Syndromic diarrhea (SD/THE) prevalence is <1/1,000,000. More than 100 cases have been reported worldwide.

Clinical description

Severe, persistent and intractable diarrhea most often starts within the first month after birth (at latest 6 months) and is accompanied by severe malabsorption resulting in early and relentless protein-energy malnutrition and failure to thrive. SD children in most reported cases (>70%) were below the 10th percentile of birth weight and nearly half were born preterm suffering from intrauterine growth restriction. Patients present with facial dysmorphism including prominent forehead and cheeks, broad nasal root and hypertelorism. Hair is woolly, easily removable and in some cases sparse and poorly pigmented; further analysis reveals trichorrhexis nodosa, pili torti, trichothiodystrophy and aniso- and poikilotrichosis. Liver disease, with extensive fibrosis or cirrhosis and siderosis, affects about half of the patients, and hepatomegaly may be observed. Patients are prone to frequent infections and may fail to produce antibodies upon vaccination or present low immunoglobulin levels. Skin abnormalities including café au lait spots, xerosis and rubbery skin are seen in half of the reported cases and are more prevalent with time. Cardiac abnormalities have been reported in a few cases and mild intellectual deficiency in half of patients.

Etiology

Autosomal recessive mutations in SKIV2L (40% of cases) and TTC37 (60% of cases) lead to SD/THE. These genes encode proteins that form the Ski complex, a group of proteins responsible for the 3'-5' degradation of aberrant mRNA. Many different mutations have been identified and are spread along the genes. How Ski complex defects lead to the observed phenotype has yet to be elucidated and no genotype/phenotype correlation has been established to date.

Diagnostic methods

Diagnosis is suggested by clinical features. Small intestine biopsy shows non-specific villous atrophy with variable mononuclear cell infiltration of the lamina propria, but no specific histological abnormalities involving the epithelium. Genetic testing confirms these observations.

Differential diagnosis

Differential diagnoses include all causes of chronic diarrhea, copper and iron deficiencies due to malnutrition, intestinal epithelial dysplasia, and microvillus inclusion disease.

Antenatal diagnosis

Antenatal diagnosis should be offered to the parents of an affected child once the molecular defect has been characterized.

Genetic counseling

Transmission is autosomal recessive.

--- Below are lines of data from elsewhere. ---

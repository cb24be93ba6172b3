//! Narration over an Ollama-compatible HTTP API.

use anyhow::{anyhow, Context, Result};
use serde::Deserialize;
use std::time::Duration;

use super::{clean_narration, compose_prompt, Narrator};

#[derive(Clone, Debug)]
pub struct OllamaConfig {
    /// Base URL, e.g. `http://localhost:11434`.
    pub url: String,
    pub model: String,
    pub timeout: Duration,
    pub temperature: f32,
    pub top_p: f32,
    pub max_tokens: u32,
}

impl Default for OllamaConfig {
    fn default() -> Self {
        Self {
            url: "http://localhost:11434".to_string(),
            model: "llama3.2:3b".to_string(),
            timeout: Duration::from_secs(10),
            temperature: 0.3,
            top_p: 0.9,
            max_tokens: 100,
        }
    }
}

#[derive(Deserialize)]
struct GenerateResponse {
    #[serde(default)]
    response: String,
}

pub struct OllamaNarrator {
    config: OllamaConfig,
    agent: ureq::Agent,
}

impl OllamaNarrator {
    pub fn new(config: OllamaConfig) -> Result<Self> {
        let url = config.url.trim_end_matches('/').to_string();
        if !(url.starts_with("http://") || url.starts_with("https://")) {
            return Err(anyhow!("narrator url must be http(s): {}", config.url));
        }
        if config.model.trim().is_empty() {
            return Err(anyhow!("narrator model must not be empty"));
        }
        let agent = ureq::AgentBuilder::new().timeout(config.timeout).build();
        Ok(Self {
            config: OllamaConfig { url, ..config },
            agent,
        })
    }

    fn generate(&self, prompt: &str) -> Result<String> {
        let payload = serde_json::json!({
            "model": self.config.model,
            "prompt": prompt,
            "stream": false,
            "options": {
                "temperature": self.config.temperature,
                "top_p": self.config.top_p,
                "num_predict": self.config.max_tokens,
            },
        });
        let endpoint = format!("{}/api/generate", self.config.url);
        let response = self
            .agent
            .post(&endpoint)
            .send_json(payload)
            .with_context(|| format!("post narration request to {}", endpoint))?;
        let body: GenerateResponse = response
            .into_json()
            .context("parse narration response")?;
        Ok(body.response)
    }
}

impl Narrator for OllamaNarrator {
    fn name(&self) -> &'static str {
        "ollama"
    }

    fn narrate(&mut self, caption: &str, movements: &[String]) -> Option<String> {
        let prompt = compose_prompt(caption, movements);
        match self.generate(&prompt) {
            Ok(raw) => {
                let cleaned = clean_narration(&raw);
                if cleaned.is_empty() {
                    log::warn!("narrator returned an empty response");
                    None
                } else {
                    Some(cleaned)
                }
            }
            Err(e) => {
                log::error!("narration failed: {:#}", e);
                None
            }
        }
    }

    fn check_connection(&self) -> bool {
        self.agent
            .get(&format!("{}/api/tags", self.config.url))
            .timeout(Duration::from_secs(2))
            .call()
            .is_ok()
    }
}

#[cfg(test)]
mod tests {
    use super::*;

    #[test]
    fn rejects_non_http_urls() {
        let config = OllamaConfig {
            url: "localhost:11434".to_string(),
            ..OllamaConfig::default()
        };
        assert!(OllamaNarrator::new(config).is_err());
    }

    #[test]
    fn unreachable_service_yields_none() -> Result<()> {
        let mut narrator = OllamaNarrator::new(OllamaConfig {
            url: "http://127.0.0.1:9/".to_string(),
            timeout: Duration::from_millis(200),
            ..OllamaConfig::default()
        })?;
        assert!(!narrator.check_connection());
        assert!(narrator.narrate("a street", &[]).is_none());
        Ok(())
    }
}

Genetic counseling should be offered to at-risk couples (both individuals are carriers of a disease-causing mutation) informing them that there is a 25% risk of having an affected child at each pregnancy.

Management and treatment

Intractable diarrhea requires parenteral nutrition during a variable period of time ranging from a few months to over a decade. In some cases, the association of enteral with parenteral nutrition can be indicated. Immunoglobulin supplementation may be necessary and antibody production after vaccination should be monitored. Finally, some children can present with a severe liver disease, independent of parenteral nutrition, but which could be worsened by it. In cases of severe liver disease, the only therapeutic option is a liver graft.

Prognosis

Prognosis is poor with a mortality rate of up to 50%. The main complications are severe liver disease and infections. Some patients are rapidly weaned off parenteral nutrition but others remain under parenteral dependence for more than 10 years. Most of the children achieve a small final stature and half manifest mild intellectual deficit.